Однако нерв, идущий из неслыханной глубины русских подвалов и кухонь, настойчиво напоминал о себе. Страшное и смешное причудливо переплелись между собой, как никогда ранее. Прекрасное обнажило скорбный очерк забытого рта. И какие-то тени возле него все никак не могли найти покоя — уж не улыбка ли это? Нагота бесстыдно показалась во всей своей горькой скромности. Слово обрело острый запах судьбы.


*
Противоположность человеку — война. Это не определение. Это всего лишь рекогносцировка. Тактический прием. В людях воевавших поражает прежде всего — убийственная вседозволенность. Рядом с ними действительно страшно. А старик, бессовестно живший уже энное количество лет на чужой кухне, все так же подавал к столу принципиально несоленые блюда — свой пуд соли он съел пятьдесят лет назад. Душа его пребывала в местах, где нет боли и отчаяния — а только стальной блеск и сырой запах:


... Тех, кто побыл на войне
Порой пронизывает холод,
То роковое всё равно,
Которое приготовляет
Чреду событий мировых
Лишь тем одним что не мешает.
Всё отразится на таких
Полубезумною насмешкой.
И власть торопится скорей
Всех те,х кто перестал быть пешкой,
В тур превращать или в коней...

Александр Блок.


Дом, семья, работа, совесть — неслыханно, невероятно, почти противоестественно. Да и зачем? Просто теперь уже все шло по-другому. Нет времени тяжелее послевоенного.


*
...А где же наши женщины, дружок,
Когда вступаем мы на свой порог?

Они встречают нас и вводят в дом
А в нашем доме пахнет воровством.

А мы — рукой на прошлое: враньё,
А мы — с надеждой в будущее: свет.

А по полям жиреет вороньё,
А по пятам война грохочет вслед.


Уместно поставить заглавную букву. Что это — лирика? Какая она — военная? В провинциальном городе ещё не совсем уверенная в правильности программы молодая интеллигентная преподавательница лепечет что-то. Но как объяснить то, что ни в одной мажорной тональности не разрешается? Сомнение победивших — откуда оно? Козлы они, эти ваши римляне!
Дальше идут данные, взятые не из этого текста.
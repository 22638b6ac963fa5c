//! Completion request and response types

use crate::Message;
use serde::{Deserialize, Serialize};

/// One chat-completion call
#[derive(Debug, Clone, Serialize, Deserialize)]
pub struct CompletionRequest {
    pub model: String,
    pub messages: Vec<Message>,

    #[serde(skip_serializing_if = "Option::is_none")]
    pub system: Option<String>,

    pub max_tokens: usize,

    /// 0.0 to 2.0; provider default when unset
    #[serde(skip_serializing_if = "Option::is_none")]
    pub temperature: Option<f32>,

    /// Constrain output to a single JSON object
    #[serde(default)]
    pub json_mode: bool,
}

impl CompletionRequest {
    pub fn builder(model: impl Into<String>) -> CompletionRequestBuilder {
        CompletionRequestBuilder {
            request: Self {
                model: model.into(),
                messages: Vec::new(),
                system: None,
                max_tokens: 1024,
                temperature: None,
                json_mode: false,
            },
        }
    }
}

#[derive(Debug, Clone, Serialize, Deserialize)]
pub struct CompletionResponse {
    pub message: Message,
    pub stop_reason: StopReason,
    pub usage: TokenUsage,
}

impl CompletionResponse {
    /// Plain assistant reply with zero usage
    pub fn from_text(text: impl Into<String>) -> Self {
        Self {
            message: Message::assistant(text),
            stop_reason: StopReason::EndTurn,
            usage: TokenUsage::default(),
        }
    }
}

#[derive(Debug, Clone, Copy, PartialEq, Eq, Serialize, Deserialize)]
#[serde(rename_all = "snake_case")]
pub enum StopReason {
    EndTurn,
    MaxTokens,
    StopSequence,
    /// Output withheld by the provider's content filter
    ContentFilter,
}

#[derive(Debug, Clone, Copy, Default, Serialize, Deserialize)]
pub struct TokenUsage {
    pub input_tokens: usize,
    pub output_tokens: usize,
}

impl TokenUsage {
    pub fn total(&self) -> usize {
        self.input_tokens + self.output_tokens
    }
}

/// Fluent construction of a [`CompletionRequest`]
#[derive(Debug, Clone)]
pub struct CompletionRequestBuilder {
    request: CompletionRequest,
}

impl CompletionRequestBuilder {
    pub fn messages(mut self, messages: Vec<Message>) -> Self {
        self.request.messages = messages;
        self
    }

    pub fn system(mut self, system: impl Into<String>) -> Self {
        self.request.system = Some(system.into());
        self
    }

    pub fn max_tokens(mut self, max_tokens: usize) -> Self {
        self.request.max_tokens = max_tokens;
        self
    }

    pub fn temperature(mut self, temperature: f32) -> Self {
        self.request.temperature = Some(temperature);
        self
    }

    pub fn json_mode(mut self, enabled: bool) -> Self {
        self.request.json_mode = enabled;
        self
    }

    pub fn build(self) -> CompletionRequest {
        self.request
    }
}
//! Scripted model provider for unit tests

use std::collections::VecDeque;
use std::sync::{Arc, Mutex};

use async_trait::async_trait;
use sentinel_llm::{CompletionRequest, CompletionResponse, LLMError, LLMProvider};

use crate::config::SentinelConfig;
use crate::llm::ModelClient;

type Responder = Box<dyn Fn(&CompletionRequest) -> Result<String, LLMError> + Send + Sync>;

enum Script {
    Queue(Mutex<VecDeque<String>>),
    Respond(Responder),
    Fail,
}

/// Replays canned completions and records every request it receives
pub struct ScriptedProvider {
    script: Script,
    requests: Mutex<Vec<CompletionRequest>>,
}

impl ScriptedProvider {
    /// Answer with each response in turn; errors once the queue is empty
    pub fn new<S: Into<String>>(responses: impl IntoIterator<Item = S>) -> Self {
        Self::with_script(Script::Queue(Mutex::new(
            responses.into_iter().map(Into::into).collect(),
        )))
    }

    /// Answer by inspecting the request
    pub fn from_fn(f: impl Fn(&CompletionRequest) -> Result<String, LLMError> + Send + Sync + 'static) -> Self {
        Self::with_script(Script::Respond(Box::new(f)))
    }

    /// Fail every call
    pub fn failing() -> Self {
        Self::with_script(Script::Fail)
    }

    fn with_script(script: Script) -> Self {
        Self {
            script,
            requests: Mutex::new(Vec::new()),
        }
    }

    pub fn requests(&self) -> Vec<CompletionRequest> {
        self.requests.lock().unwrap().clone()
    }

    /// Client bound to this provider with default settings
    pub fn client(self: &Arc<Self>) -> ModelClient {
        ModelClient::new(self.clone(), &SentinelConfig::default())
    }
}

#[async_trait]
impl LLMProvider for ScriptedProvider {
    async fn complete(&self, request: CompletionRequest) -> sentinel_llm::Result<CompletionResponse> {
        let text = match &self.script {
            Script::Queue(queue) => queue
                .lock()
                .unwrap()
                .pop_front()
                .ok_or_else(|| LLMError::RequestFailed("script exhausted".to_string())),
            Script::Respond(f) => f(&request),
            Script::Fail => Err(LLMError::RequestFailed("scripted failure".to_string())),
        };
        self.requests.lock().unwrap().push(request);
        text.map(CompletionResponse::from_text)
    }

    fn name(&self) -> &str {
        "scripted"
    }
}
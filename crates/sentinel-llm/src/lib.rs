//! Model provider abstraction layer for sentinel
//!
//! This crate provides provider-agnostic types for talking to chat-completion
//! models:
//!
//! - Message types for the conversation
//! - Completion request/response types
//! - Provider trait for model implementations
//! - An OpenAI-compatible provider (behind the `openai` feature)

pub mod completion;
pub mod error;
pub mod messages;
pub mod provider;

// Re-export main types
pub use completion::{CompletionRequest, CompletionResponse, StopReason, TokenUsage};
pub use error::{LLMError, Result};
pub use messages::{Message, Role};
pub use provider::LLMProvider;

#[cfg(feature = "openai")]
pub mod providers;
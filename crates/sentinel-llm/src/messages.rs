//! Message types for model conversations

use serde::{Deserialize, Serialize};

/// Message role in a conversation
#[derive(Debug, Clone, Copy, PartialEq, Eq, Serialize, Deserialize)]
#[serde(rename_all = "lowercase")]
pub enum Role {
    /// User message
    User,
    /// Assistant message
    Assistant,
    /// System message, placed inline after the leading system prompt
    System,
}

impl Role {
    /// Wire name of the role
    pub fn as_str(self) -> &'static str {
        match self {
            Self::User => "user",
            Self::Assistant => "assistant",
            Self::System => "system",
        }
    }
}

/// A text message in the conversation
#[derive(Debug, Clone, PartialEq, Eq, Serialize, Deserialize)]
pub struct Message {
    /// Message role
    pub role: Role,

    /// Message text
    pub content: String,
}

impl Message {
    /// Create a message with an explicit role
    pub fn new(role: Role, text: impl Into<String>) -> Self {
        Self {
            role,
            content: text.into(),
        }
    }

    /// Create a user message with text
    pub fn user(text: impl Into<String>) -> Self {
        Self::new(Role::User, text)
    }

    /// Create an assistant message with text
    pub fn assistant(text: impl Into<String>) -> Self {
        Self::new(Role::Assistant, text)
    }

    /// Create a system message with text
    pub fn system(text: impl Into<String>) -> Self {
        Self::new(Role::System, text)
    }

    /// Text content of the message
    pub fn text(&self) -> &str {
        &self.content
    }
}
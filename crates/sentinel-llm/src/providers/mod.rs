//! Concrete model provider implementations

#[cfg(feature = "openai")]
pub mod openai;

#[cfg(feature = "openai")]
pub use openai::{OpenAIConfig, OpenAIProvider};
Кухонная атмосфера, пахнущая домашней вечностью, образовала стиль развязный и привязчивый, в котором вольготно дарованию неяркому, но обаятельному. Ничто так не противно духу военному, как этот фамильярный и спокойный стиль. Однако, наполненный дыханием суровым, кухонный бивуак превращается уже в место вольного собрания, независимо от того, какое там тысячелетье на дворе. Так потихоньку совершился смертельно трудный и рискованный переход от частного к общему — с общим, естественно, по умолчанию. Она, общественная жизнь, у всех одна. Как и личная.


*
Эпос, возникший на кухнях, эпос о войне и мире, в стихах, под музыку — как полагается. У каждого автора свое поэтическое время. Оно течет лениво и всегда несколько замедленно, подобоное взгляд назад. Объемы творений небольшие, слегка скругленные. Манера писать весьма неприхотливая, как бы ленивая, но щеголевато-аккуратная. Все его творения напоминают дам, автор же в них — трубача, барабанщика, портного, музыканта. Общность имен, действий, событий, героев — налицо. Знакомое тепло — родины и кухни. Эпические элементы весьма уютно закутались в теплые лирические формы, и улыбаются как незнакомки, далекие и узнаваемые. О великая и великолепная традиция русской бытописательности! Что ни Пушкин — то Гоголь. Лирические же формы щеголяют при полном параде, высматривая очередной эпический элемент. Стихотворение глядит грустно и строго из-под военного козырька, глядит — женскими глазами. Надежда, я вернусь. О это частое имя, звучащее как странное и ненужное заклинание! Ненужное — а вот поди ж ты... Комсомольская богиня. Светоч в чепчике, ура, а бабочка горит как еретичка.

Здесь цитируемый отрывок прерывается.